_WHAT TO PRODUCE_. What lines of the data include the string "BatchProcessor"? Copy them all.
════════════════════
mod common;

use common::{fast_flow, targets, FakeAgent, ScriptedOperator};
use console_batch_downloader::models::Batch;
use console_batch_downloader::orchestrator::{
    execute_batch, prepare_ledger, AbortSignal, AutoOperator, BatchDecision, BatchProcessor,
    InterruptReason,
};
use console_batch_downloader::{Config, Outcome, ProgressLedger, RunState, Target};
use std::collections::HashSet;
use std::path::Path;
use std::sync::atomic::Ordering;
use std::time::Duration;

fn processor(
    agent: FakeAgent,
    progress: &Path,
    operator: ScriptedOperator,
    abort: AbortSignal,
    batch_size: usize,
) -> BatchProcessor<FakeAgent> {
    let ledger = ProgressLedger::open(progress, 5).unwrap();
    BatchProcessor::new(
        fast_flow(agent),
        ledger,
        Box::new(operator),
        abort,
        batch_size,
        Duration::ZERO,
    )
}

#[tokio::test]
async fn test_full_run_covers_every_target() {
    let dir = tempfile::tempdir().unwrap();
    let progress = dir.path().join("progress.json");
    let all = targets(&["a.pdf", "b.pdf", "a.pdf", "c.pdf", "d.pdf", "e.pdf"]);
    let agent = FakeAgent::with_catalog(["a.pdf", "b.pdf", "d.pdf", "e.pdf"]);

    let mut processor = processor(
        agent.clone(),
        &progress,
        ScriptedOperator::default(),
        AbortSignal::new(),
        2,
    );
    let report = processor.run(&all).await.unwrap();

    assert_eq!(report.state, RunState::Completed);
    assert_eq!(report.total, 5);
    assert_eq!(report.completed, 5);
    assert_eq!(report.succeeded, 4);
    assert_eq!(report.failed, 1);
    assert_eq!(report.batches_run, 3);
    assert_eq!(
        report.failed_preview,
        vec![("c.pdf".to_string(), "ResultLink not found".to_string())]
    );

    let saved = ProgressLedger::load(&progress).unwrap();
    let done: HashSet<&str> = saved.completed_set();
    let expected: HashSet<&str> = all.iter().map(Target::as_str).collect();
    assert_eq!(done, expected);
    assert_eq!(saved.current_batch_index, 3);
    assert_eq!(saved.last_processed_target.as_deref(), Some("e.pdf"));
}

#[tokio::test]
async fn test_pause_then_resume_never_repeats_a_target() {
    let dir = tempfile::tempdir().unwrap();
    let progress = dir.path().join("progress.json");
    let all = targets(&["a", "b", "c", "d", "e"]);
    let agent = FakeAgent::with_catalog(["a", "b", "c", "d", "e"]);

    let operator = ScriptedOperator::new([BatchDecision::Pause]);
    let decisions = operator.decision_calls.clone();
    let mut first = processor(agent.clone(), &progress, operator, AbortSignal::new(), 2);
    let report = first.run(&all).await.unwrap();

    assert_eq!(report.state, RunState::Interrupted(InterruptReason::Paused));
    assert_eq!(decisions.load(Ordering::SeqCst), 1);
    assert_eq!(agent.downloads(), vec!["a", "b"]);
    let saved = ProgressLedger::load(&progress).unwrap();
    assert_eq!(saved.current_batch_index, 1);
    assert_eq!(saved.completed_count, 2);

    let mut second = processor(
        agent.clone(),
        &progress,
        ScriptedOperator::default(),
        AbortSignal::new(),
        2,
    );
    let report = second.run(&all).await.unwrap();

    assert_eq!(report.state, RunState::Completed);
    assert_eq!(agent.downloads(), vec!["a", "b", "c", "d", "e"]);
    assert_eq!(agent.searches(), vec!["a", "b", "c", "d", "e"]);
}

#[tokio::test]
async fn test_abort_choice_between_batches() {
    let dir = tempfile::tempdir().unwrap();
    let progress = dir.path().join("progress.json");
    let all = targets(&["a", "b", "c"]);
    let agent = FakeAgent::with_catalog(["a", "b", "c"]);

    let mut processor = processor(
        agent.clone(),
        &progress,
        ScriptedOperator::new([BatchDecision::Abort]),
        AbortSignal::new(),
        1,
    );
    let report = processor.run(&all).await.unwrap();

    assert_eq!(report.state, RunState::Interrupted(InterruptReason::Aborted));
    assert_eq!(report.batches_run, 1);
    assert_eq!(agent.downloads(), vec!["a"]);
}

#[tokio::test]
async fn test_signal_mid_batch_finishes_current_target_and_resumes() {
    let dir = tempfile::tempdir().unwrap();
    let progress = dir.path().join("progress.json");
    let all = targets(&["a", "b", "c", "d", "e"]);
    let abort = AbortSignal::new();
    let agent = FakeAgent::with_catalog(["a", "b", "c", "d", "e"]).abort_after(2, abort.clone());

    let mut first = processor(agent.clone(), &progress, ScriptedOperator::default(), abort, 5);
    let report = first.run(&all).await.unwrap();

    assert_eq!(report.state, RunState::Interrupted(InterruptReason::Signal));
    assert_eq!(report.completed, 2);
    // 被中断的文件仍然回到了列表页
    assert_eq!(agent.count_calls("go_back"), 2);

    let saved = ProgressLedger::load(&progress).unwrap();
    assert_eq!(saved.succeeded_targets, vec!["a", "b"]);
    assert_eq!(saved.current_batch_index, 0);

    let resumed_agent = FakeAgent::with_catalog(["a", "b", "c", "d", "e"]);
    let mut second = processor(
        resumed_agent.clone(),
        &progress,
        ScriptedOperator::default(),
        AbortSignal::new(),
        5,
    );
    let report = second.run(&all).await.unwrap();

    assert_eq!(report.state, RunState::Completed);
    assert_eq!(report.succeeded, 5);
    assert_eq!(resumed_agent.downloads(), vec!["c", "d", "e"]);
}

#[tokio::test]
async fn test_signal_before_start_processes_nothing() {
    let dir = tempfile::tempdir().unwrap();
    let progress = dir.path().join("progress.json");
    let abort = AbortSignal::new();
    abort.trigger();
    let agent = FakeAgent::with_catalog(["a"]);

    let mut processor = processor(agent.clone(), &progress, ScriptedOperator::default(), abort, 5);
    let report = processor.run(&targets(&["a"])).await.unwrap();

    assert!(matches!(report.state, RunState::Interrupted(_)));
    assert!(agent.downloads().is_empty());
    assert!(progress.exists());
}

#[tokio::test]
async fn test_periodic_and_boundary_flush_write_identical_state() {
    let dir = tempfile::tempdir().unwrap();
    let progress = dir.path().join("progress.json");
    let agent = FakeAgent::with_catalog(["a", "b", "c", "d", "e"]);
    let flow = fast_flow(agent);
    let mut ledger = ProgressLedger::open(&progress, 5).unwrap();
    ledger.ensure_total(5);
    let batch = Batch {
        index: 0,
        targets: targets(&["a", "b", "c", "d", "e"]),
    };

    let report = execute_batch(&flow, &mut ledger, &batch, &AbortSignal::new())
        .await
        .unwrap();
    assert_eq!(report.processed, 5);
    assert_eq!(ledger.flush_count(), 1);
    let periodic = std::fs::read(&progress).unwrap();

    ledger.flush().unwrap();
    assert_eq!(ledger.flush_count(), 2);
    let boundary = std::fs::read(&progress).unwrap();

    assert_eq!(periodic, boundary);
    let saved = ProgressLedger::load(&progress).unwrap();
    assert_eq!(saved.completed_count, 5);
    assert_eq!(saved.current_batch_index, 1);
}

#[tokio::test]
async fn test_nothing_remaining_completes_immediately() {
    let dir = tempfile::tempdir().unwrap();
    let progress = dir.path().join("progress.json");
    let all = targets(&["a", "b"]);
    {
        let mut ledger = ProgressLedger::open(&progress, 5).unwrap();
        ledger.record(&all[0], &Outcome::Succeeded);
        ledger.record(&all[1], &Outcome::failed("ResultLink not found"));
        ledger.flush().unwrap();
    }

    let agent = FakeAgent::with_catalog(["a", "b"]);
    let operator = ScriptedOperator::default();
    let ready = operator.ready_calls.clone();
    let mut processor = processor(agent.clone(), &progress, operator, AbortSignal::new(), 5);
    let report = processor.run(&all).await.unwrap();

    assert_eq!(report.state, RunState::Completed);
    assert_eq!(report.batches_run, 0);
    assert_eq!(ready.load(Ordering::SeqCst), 0);
    assert!(agent.calls().is_empty());
}

#[tokio::test]
async fn test_auto_operator_runs_all_batches() {
    let dir = tempfile::tempdir().unwrap();
    let progress = dir.path().join("progress.json");
    let all = targets(&["a", "b", "c"]);
    let agent = FakeAgent::with_catalog(["a", "b", "c"]);

    let ledger = ProgressLedger::open(&progress, 5).unwrap();
    let mut processor = BatchProcessor::new(
        fast_flow(agent.clone()),
        ledger,
        Box::new(AutoOperator),
        AbortSignal::new(),
        1,
        Duration::ZERO,
    );
    let report = processor.run(&all).await.unwrap();

    assert_eq!(report.state, RunState::Completed);
    assert_eq!(report.batches_run, 3);
    assert_eq!(agent.downloads(), vec!["a", "b", "c"]);
}

#[tokio::test]
async fn test_prepare_ledger_skips_existing_downloads_and_requeues_failures() {
    let dir = tempfile::tempdir().unwrap();
    let downloads = dir.path().join("downloads");
    std::fs::create_dir_all(&downloads).unwrap();
    std::fs::write(downloads.join("a.pdf"), b"x").unwrap();
    std::fs::write(downloads.join("b.pdf"), b"x").unwrap();
    // 另一个文件的编号副本，不能让 report.pdf 被当成已下载
    std::fs::write(downloads.join("report (2023).pdf"), b"x").unwrap();
    std::fs::write(downloads.join("d.pdf.crdownload"), b"x").unwrap();

    let progress = dir.path().join("progress.json");
    let all = targets(&["a.pdf", "b.pdf", "c.pdf", "d.pdf", "report.pdf"]);
    let mut ledger = ProgressLedger::open(&progress, 5).unwrap();
    ledger.record(&all[2], &Outcome::failed("DownloadTrigger not found"));

    let config = Config {
        download_folder: downloads.to_string_lossy().to_string(),
        retry_failed: true,
        skip_existing_downloads: true,
        ..Config::default()
    };
    prepare_ledger(&config, &mut ledger, &all).unwrap();

    assert!(ledger.is_succeeded(&all[0]));
    assert!(ledger.is_succeeded(&all[1]));
    assert!(!ledger.is_completed(&all[2]));
    assert!(!ledger.is_completed(&all[3]));
    assert!(!ledger.is_completed(&all[4]));
    assert!(!ledger.is_dirty());

    let saved = ProgressLedger::load(&progress).unwrap();
    assert!(saved.failed_targets.is_empty());
    assert_eq!(saved.succeeded_targets, vec!["a.pdf", "b.pdf"]);
}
════════════════════
_WRITTEN SOLUTION_.
    execute_batch, prepare_ledger, AbortSignal, AutoOperator, BatchDecision, BatchProcessor,
) -> BatchProcessor<FakeAgent> {
    BatchProcessor::new(
    let mut processor = BatchProcessor::new(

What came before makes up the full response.